In the same night was celebrated the election of the "Señorita Panamá World", was announced the winner of the Señorita Panamá Mundo title. Señorita Panamá World 2002 Yoselín Sánchez Espino crowned Melissa Del Carmen Piedrahita of Panamá Centro as the new Señorita Panamá World.

Rodríguez competed in the 53rd edition of the Miss Universe pageant, held at the Centro de Convenciones CEMEXPO in Quito, Ecuador, on June 1, 2004. She won the award for best national costume.

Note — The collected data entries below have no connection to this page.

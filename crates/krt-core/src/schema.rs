//! Key Resources Table schema
//!
//! The output column names and resource type strings are part of the
//! downstream compliance contract and serialize verbatim.

use std::ops::Range;

use serde::{Deserialize, Deserializer, Serialize, Serializer};

use crate::section::SectionName;

/// Identifier substituted when a resource has none
pub const NO_IDENTIFIER: &str = "No identifier exists";

/// Name substituted when extraction produced no usable name
pub const UNKNOWN_RESOURCE: &str = "Unknown resource";

pub const COLUMN_RESOURCE_TYPE: &str = "RESOURCE TYPE";
pub const COLUMN_RESOURCE_NAME: &str = "RESOURCE NAME";
pub const COLUMN_SOURCE: &str = "SOURCE";
pub const COLUMN_IDENTIFIER: &str = "IDENTIFIER";
pub const COLUMN_NEW_OR_REUSE: &str = "NEW/REUSE";
pub const COLUMN_ADDITIONAL_INFO: &str = "ADDITIONAL INFORMATION";

/// Canonical column order
pub const COLUMNS: [&str; 6] = [
    COLUMN_RESOURCE_TYPE,
    COLUMN_RESOURCE_NAME,
    COLUMN_SOURCE,
    COLUMN_IDENTIFIER,
    COLUMN_NEW_OR_REUSE,
    COLUMN_ADDITIONAL_INFO,
];

// ============================================================================
// Resource Types
// ============================================================================

/// The closed set of KRT resource categories
#[derive(Debug, Clone, Copy, PartialEq, Eq, PartialOrd, Ord, Hash)]
pub enum ResourceType {
    Dataset,
    SoftwareCode,
    Protocol,
    Antibody,
    BacterialStrain,
    ViralVector,
    BiologicalSample,
    ChemicalPeptideRecombinantProtein,
    CriticalCommercialAssay,
    CellLine,
    OrganismStrain,
    Oligonucleotide,
    RecombinantDna,
    Other,
}

impl ResourceType {
    pub const ALL: [ResourceType; 14] = [
        Self::Dataset,
        Self::SoftwareCode,
        Self::Protocol,
        Self::Antibody,
        Self::BacterialStrain,
        Self::ViralVector,
        Self::BiologicalSample,
        Self::ChemicalPeptideRecombinantProtein,
        Self::CriticalCommercialAssay,
        Self::CellLine,
        Self::OrganismStrain,
        Self::Oligonucleotide,
        Self::RecombinantDna,
        Self::Other,
    ];

    /// Canonical KRT label
    pub fn as_str(&self) -> &'static str {
        match self {
            Self::Dataset => "Dataset",
            Self::SoftwareCode => "Software/code",
            Self::Protocol => "Protocol",
            Self::Antibody => "Antibody",
            Self::BacterialStrain => "Bacterial strain",
            Self::ViralVector => "Viral vector",
            Self::BiologicalSample => "Biological sample",
            Self::ChemicalPeptideRecombinantProtein => "Chemical, peptide, or recombinant protein",
            Self::CriticalCommercialAssay => "Critical commercial assay",
            Self::CellLine => "Experimental model: Cell line",
            Self::OrganismStrain => "Experimental model: Organism/strain",
            Self::Oligonucleotide => "Oligonucleotide",
            Self::RecombinantDna => "Recombinant DNA",
            Self::Other => "Other",
        }
    }

    /// Case-insensitive exact match against the canonical labels
    /// (plus the slash-separated chemical alias)
    pub fn from_label(label: &str) -> Option<Self> {
        let wanted = label.trim();
        if wanted.eq_ignore_ascii_case("Chemical/peptide/recombinant protein") {
            return Some(Self::ChemicalPeptideRecombinantProtein);
        }
        Self::ALL
            .into_iter()
            .find(|t| t.as_str().eq_ignore_ascii_case(wanted))
    }

    /// Total mapping: unrecognized labels become `Other`
    pub fn canonicalize(label: &str) -> Self {
        Self::from_label(label).unwrap_or(Self::Other)
    }

    /// Reagent-like types whose mentions in title/abstract are weak evidence
    pub fn is_reagent_like(&self) -> bool {
        matches!(
            self,
            Self::Antibody
                | Self::ChemicalPeptideRecombinantProtein
                | Self::CriticalCommercialAssay
                | Self::Oligonucleotide
                | Self::RecombinantDna
        )
    }
}

impl std::fmt::Display for ResourceType {
    fn fmt(&self, f: &mut std::fmt::Formatter<'_>) -> std::fmt::Result {
        f.write_str(self.as_str())
    }
}

impl std::str::FromStr for ResourceType {
    type Err = String;

    fn from_str(s: &str) -> Result<Self, Self::Err> {
        Self::from_label(s).ok_or_else(|| format!("unknown resource type: {s}"))
    }
}

impl Serialize for ResourceType {
    fn serialize<S: Serializer>(&self, serializer: S) -> Result<S::Ok, S::Error> {
        serializer.serialize_str(self.as_str())
    }
}

impl<'de> Deserialize<'de> for ResourceType {
    fn deserialize<D: Deserializer<'de>>(deserializer: D) -> Result<Self, D::Error> {
        let label = String::deserialize(deserializer)?;
        label.parse().map_err(serde::de::Error::custom)
    }
}

// ============================================================================
// New / Reuse
// ============================================================================

/// Whether the resource was created by the study or reused
#[derive(Debug, Clone, Copy, Default, PartialEq, Eq, Hash, Serialize, Deserialize)]
pub enum NewOrReuse {
    New,
    #[default]
    Reuse,
}

impl NewOrReuse {
    pub fn as_str(&self) -> &'static str {
        match self {
            Self::New => "New",
            Self::Reuse => "Reuse",
        }
    }

    /// Case-insensitive exact parse of "new" / "reuse"
    pub fn parse_label(label: &str) -> Option<Self> {
        match label.trim().to_ascii_lowercase().as_str() {
            "new" => Some(Self::New),
            "reuse" => Some(Self::Reuse),
            _ => None,
        }
    }
}

impl std::fmt::Display for NewOrReuse {
    fn fmt(&self, f: &mut std::fmt::Formatter<'_>) -> std::fmt::Result {
        f.write_str(self.as_str())
    }
}

// ============================================================================
// Rows and Documents
// ============================================================================

/// One compliant KRT entry
#[derive(Debug, Clone, PartialEq, Eq, Serialize, Deserialize)]
pub struct ResourceRow {
    #[serde(rename = "RESOURCE TYPE")]
    pub resource_type: ResourceType,

    #[serde(rename = "RESOURCE NAME")]
    pub resource_name: String,

    #[serde(rename = "SOURCE", default)]
    pub source: String,

    #[serde(rename = "IDENTIFIER")]
    pub identifier: String,

    #[serde(rename = "NEW/REUSE")]
    pub new_or_reuse: NewOrReuse,

    #[serde(rename = "ADDITIONAL INFORMATION", default)]
    pub additional_info: String,
}

impl ResourceRow {
    /// Whether this row carries a real identifier (and may be merged)
    pub fn has_identifier(&self) -> bool {
        self.identifier != NO_IDENTIFIER
    }
}

/// Which extractor produced a document
#[derive(Debug, Clone, Copy, PartialEq, Eq, Hash, Serialize, Deserialize)]
#[serde(rename_all = "lowercase")]
pub enum ExtractionMode {
    Regex,
    Llm,
}

impl ExtractionMode {
    pub fn as_str(&self) -> &'static str {
        match self {
            Self::Regex => "regex",
            Self::Llm => "llm",
        }
    }
}

impl std::fmt::Display for ExtractionMode {
    fn fmt(&self, f: &mut std::fmt::Formatter<'_>) -> std::fmt::Result {
        f.write_str(self.as_str())
    }
}

/// The per-article output document
#[derive(Debug, Clone, PartialEq, Eq, Serialize, Deserialize)]
pub struct KrtDocument {
    pub title: String,
    #[serde(rename = "abstract")]
    pub abstract_text: String,
    pub mode: ExtractionMode,
    /// Identifier of the article source (path, DOI or accession)
    pub source: String,
    pub rows: Vec<ResourceRow>,
}

impl KrtDocument {
    pub fn to_json_pretty(&self) -> serde_json::Result<String> {
        serde_json::to_string_pretty(self)
    }
}

// ============================================================================
// Raw Candidates
// ============================================================================

/// Unvalidated resource detection, produced by either extractor
#[derive(Debug, Clone, PartialEq, Eq, Serialize, Deserialize)]
pub struct RawCandidate {
    /// Resource type as the extractor labelled it (canonicalized later)
    pub resource_type: String,
    pub raw_name: String,
    pub raw_identifier: String,
    pub raw_vendor: String,
    pub raw_new_or_reuse: Option<String>,
    pub raw_additional_info: String,
    /// Byte range of the match within its section text
    pub source_span: Option<Range<usize>>,
    pub source_section: Option<SectionName>,
    /// Effective (section-weighted) rule priority; zero for AI candidates
    pub priority: i32,
}

impl RawCandidate {
    pub fn new(resource_type: impl Into<String>, raw_name: impl Into<String>) -> Self {
        Self {
            resource_type: resource_type.into(),
            raw_name: raw_name.into(),
            raw_identifier: String::new(),
            raw_vendor: String::new(),
            raw_new_or_reuse: None,
            raw_additional_info: String::new(),
            source_span: None,
            source_section: None,
            priority: 0,
        }
    }

    pub fn with_identifier(mut self, identifier: impl Into<String>) -> Self {
        self.raw_identifier = identifier.into();
        self
    }

    pub fn with_vendor(mut self, vendor: impl Into<String>) -> Self {
        self.raw_vendor = vendor.into();
        self
    }

    pub fn with_new_or_reuse(mut self, value: impl Into<String>) -> Self {
        self.raw_new_or_reuse = Some(value.into());
        self
    }

    pub fn with_additional_info(mut self, info: impl Into<String>) -> Self {
        self.raw_additional_info = info.into();
        self
    }

    pub fn with_span(mut self, section: SectionName, span: Range<usize>) -> Self {
        self.source_section = Some(section);
        self.source_span = Some(span);
        self
    }
}

#[cfg(test)]
mod tests {
    use super::*;

    #[test]
    fn test_canonicalize_is_case_insensitive() {
        assert_eq!(ResourceType::canonicalize("antibody"), ResourceType::Antibody);
        assert_eq!(
            ResourceType::canonicalize("  SOFTWARE/CODE "),
            ResourceType::SoftwareCode
        );
        assert_eq!(
            ResourceType::canonicalize("experimental model: cell line"),
            ResourceType::CellLine
        );
    }

    #[test]
    fn test_unrecognized_type_maps_to_other() {
        assert_eq!(ResourceType::canonicalize("Kit"), ResourceType::Other);
        assert_eq!(ResourceType::canonicalize(""), ResourceType::Other);
        assert!("Kit".parse::<ResourceType>().is_err());
    }

    #[test]
    fn test_chemical_alias() {
        assert_eq!(
            ResourceType::canonicalize("Chemical/peptide/recombinant protein"),
            ResourceType::ChemicalPeptideRecombinantProtein
        );
    }

    #[test]
    fn test_labels_round_trip_through_parse() {
        for t in ResourceType::ALL {
            assert_eq!(t.as_str().parse::<ResourceType>(), Ok(t));
        }
    }

    #[test]
    fn test_row_serializes_with_exact_column_names() {
        let row = ResourceRow {
            resource_type: ResourceType::CellLine,
            resource_name: "HEK293".to_string(),
            source: "ATCC".to_string(),
            identifier: "CRL-1573".to_string(),
            new_or_reuse: NewOrReuse::Reuse,
            additional_info: String::new(),
        };

        let value = serde_json::to_value(&row).unwrap();
        let object = value.as_object().unwrap();
        for column in COLUMNS {
            assert!(object.contains_key(column), "missing column {column}");
        }
        assert_eq!(object.len(), 6);
        assert_eq!(value[COLUMN_RESOURCE_TYPE], "Experimental model: Cell line");
        assert_eq!(value[COLUMN_NEW_OR_REUSE], "Reuse");
    }

    #[test]
    fn test_document_keys() {
        let doc = KrtDocument {
            title: "T".to_string(),
            abstract_text: "A".to_string(),
            mode: ExtractionMode::Regex,
            source: "article.xml".to_string(),
            rows: vec![],
        };
        let value = serde_json::to_value(&doc).unwrap();
        assert_eq!(value["abstract"], "A");
        assert_eq!(value["mode"], "regex");
        assert_eq!(value["source"], "article.xml");
        assert!(value["rows"].as_array().unwrap().is_empty());
    }

    #[test]
    fn test_new_or_reuse_parse() {
        assert_eq!(NewOrReuse::parse_label("NEW"), Some(NewOrReuse::New));
        assert_eq!(NewOrReuse::parse_label(" reuse "), Some(NewOrReuse::Reuse));
        assert_eq!(NewOrReuse::parse_label("reused"), None);
    }
}
//! Output destinations for finished documents
//!
//! Each article id is written at most once; a second write for the same
//! id is an error.

use std::collections::BTreeMap;
use std::path::{Path, PathBuf};
use std::sync::Mutex;

use async_trait::async_trait;
use tokio::io::AsyncWriteExt;

use krt_core::{KrtDocument, KrtError, Result};

#[async_trait]
pub trait OutputSink: Send + Sync {
    /// Persist one article's document, returning where it went
    async fn write(&self, article_id: &str, document: &KrtDocument) -> Result<String>;
}

// ============================================================================
// Directory sink
// ============================================================================

/// Writes `<article id>_krt.json` into a directory
#[derive(Debug, Clone)]
pub struct DirectorySink {
    dir: PathBuf,
}

impl DirectorySink {
    pub fn new(dir: impl Into<PathBuf>) -> Self {
        Self { dir: dir.into() }
    }

    /// Create the directory if needed
    pub async fn create(dir: impl Into<PathBuf>) -> Result<Self> {
        let dir = dir.into();
        tokio::fs::create_dir_all(&dir)
            .await
            .map_err(|source| KrtError::Io {
                path: dir.display().to_string(),
                source,
            })?;
        Ok(Self::new(dir))
    }

    pub fn dir(&self) -> &Path {
        &self.dir
    }

    pub fn path_for(&self, article_id: &str) -> PathBuf {
        self.dir.join(format!("{article_id}_krt.json"))
    }
}

#[async_trait]
impl OutputSink for DirectorySink {
    async fn write(&self, article_id: &str, document: &KrtDocument) -> Result<String> {
        let path = self.path_for(article_id);
        let json = document.to_json_pretty()?;

        let io_error = |source: std::io::Error| KrtError::Io {
            path: path.display().to_string(),
            source,
        };

        // create_new: an existing file means this id was already written
        let mut file = tokio::fs::OpenOptions::new()
            .write(true)
            .create_new(true)
            .open(&path)
            .await
            .map_err(io_error)?;
        file.write_all(json.as_bytes()).await.map_err(io_error)?;
        file.flush().await.map_err(io_error)?;

        tracing::debug!(path = %path.display(), rows = document.rows.len(), "Wrote KRT document");
        Ok(path.display().to_string())
    }
}

// ============================================================================
// Memory sink
// ============================================================================

/// Keeps documents in memory, keyed by article id
#[derive(Debug, Default)]
pub struct MemorySink {
    documents: Mutex<BTreeMap<String, KrtDocument>>,
}

impl MemorySink {
    pub fn new() -> Self {
        Self::default()
    }

    pub fn get(&self, article_id: &str) -> Option<KrtDocument> {
        self.documents
            .lock()
            .ok()
            .and_then(|docs| docs.get(article_id).cloned())
    }

    pub fn len(&self) -> usize {
        self.documents.lock().map(|docs| docs.len()).unwrap_or(0)
    }

    pub fn is_empty(&self) -> bool {
        self.len() == 0
    }
}

#[async_trait]
impl OutputSink for MemorySink {
    async fn write(&self, article_id: &str, document: &KrtDocument) -> Result<String> {
        let mut documents = self
            .documents
            .lock()
            .map_err(|_| KrtError::Output("memory sink lock poisoned".to_string()))?;
        if documents.contains_key(article_id) {
            return Err(KrtError::Output(format!(
                "document for '{article_id}' already written"
            )));
        }
        documents.insert(article_id.to_string(), document.clone());
        Ok(format!("memory:{article_id}"))
    }
}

In other hands Piedrahita competed in Miss World 2004, the 54th edition of the Miss World pageant, was held on 4 December 2004 at the Crown of Beauty Theatre in Sanya, China.

==Results==
===Placements===

| Placement | Contestant |
|---|---|
| Señorita Panamá 2003 | Panamá Centro – Jessica Rodríguez; |
| Señorita Panamá World 2003 | Panamá Centro – Melissa Piedrahita ; |
| 1st Runner-Up | Panama City – Giselle Marie Bissot Kieswetter; |
| 2nd Runner-Up | Panama City – Marianina Tissera Puello ; |
| 3rd Runner-Up | Panama City – Lilianne Thompson Franceschi ; |

===Special awards===

| Award | Designer | Topic | Contestant |
|---|---|---|---|
| Best National Costume to Miss Universe | Rogelio González | “Princesa Precolombina” | Marianina Tissera |

| Award | Contestant |
|---|---|
| Miss Congeniality | Fariba Hawkins Vasquez |
| Miss Photogenic | Gabriela Moreno Gonzalez |

===Judges===
- Luis Lucho Ortega
- Fanny De Cardoze
- María Sofía Velázquez - Señorita Panamá 1993
- Kathia Vargas
- Rosario Rivera

== Contestants ==
The list of competitors was:

| Represent | Contestant | Age | Height (m) | Home town |
|---|---|---|---|---|
| Panama City | Fariba Hawkins Vasquez | 24 | 1.70 | Panama City |
| Panama City | Lilianne Thompson Franceschi | 18 | 1.70 | Panama City |
| Panama City | Ana Karina Abrego Argudo | 21 | 1.70 | Panama City |
| Panama City | Melissa Del Carmen Piedrahita | 21 | 1.75 | Panama City |
| Panama City | Marianina Tissera Puello | 20 | 1.80 | Panama City |
| Panama City | Kimberly Barroso | 22 | 1.74 | Panama City |
| Panama City | Gabriela Moreno Gonzalez | 21 | 1.70 | Panama City |
| Panamá Oeste | Anabella Hale Ruiz | 20 | 1.77 | Chorrera |
| Panama City | Jessica Rodríguez | 21 | 1.79 | Panama City |
| Panama City | Giselle Marie Bissot Kieswetter | 20 | 1.73 | Panama City |
| Panama City | Lauren Johnson | 18 | 1.73 | Panama City |

==Election schedule==
- August 5 presentation to the press in the Hotel Continental
- Wednesday November 25 election Best National Costume
- Thursday November 26 Final night, coronation Señorita Panamá 2003

==Candidates notes==
- Ana Karina Abrego won Miss Hawaiian Tropic Panamá 2006. She competed in the Treasure Island Hotel and Casino Theater Paradise, Nevada, on April 17, 2006.
- Gabriela Moreno Gonzalez is a recognized TV host.
- Anabella Hale Ruiz won Miss International Panamá 2004 and participated in Miss International 2004 in Beijing, China, on October 16, 2004. She was Unplaced.
- Giselle Bissot Kieswetter won the Señorita Panamá 2006 and participated in the Miss World 2006 in the Palace of Culture and Science in Warsaw, Poland, on September 30, 2006. She was in the top 25 semi-finalists of beach beauty.
- Lilianne Thompson Franceschi represented Panama in the Miss Intercontinental 2005 pageant and place in the Top 12 winning also the Miss Photogenic award.
- Melissa Del Carmen Piedrahita represented Panama in the Miss Continente Americano 2006 where she was (Top 6) and the Reinado Internacional del Café 2004 being the 3rd Runner-up.
- Fariba Hawkins was supposed competed in the Miss International 2001 but withdrew.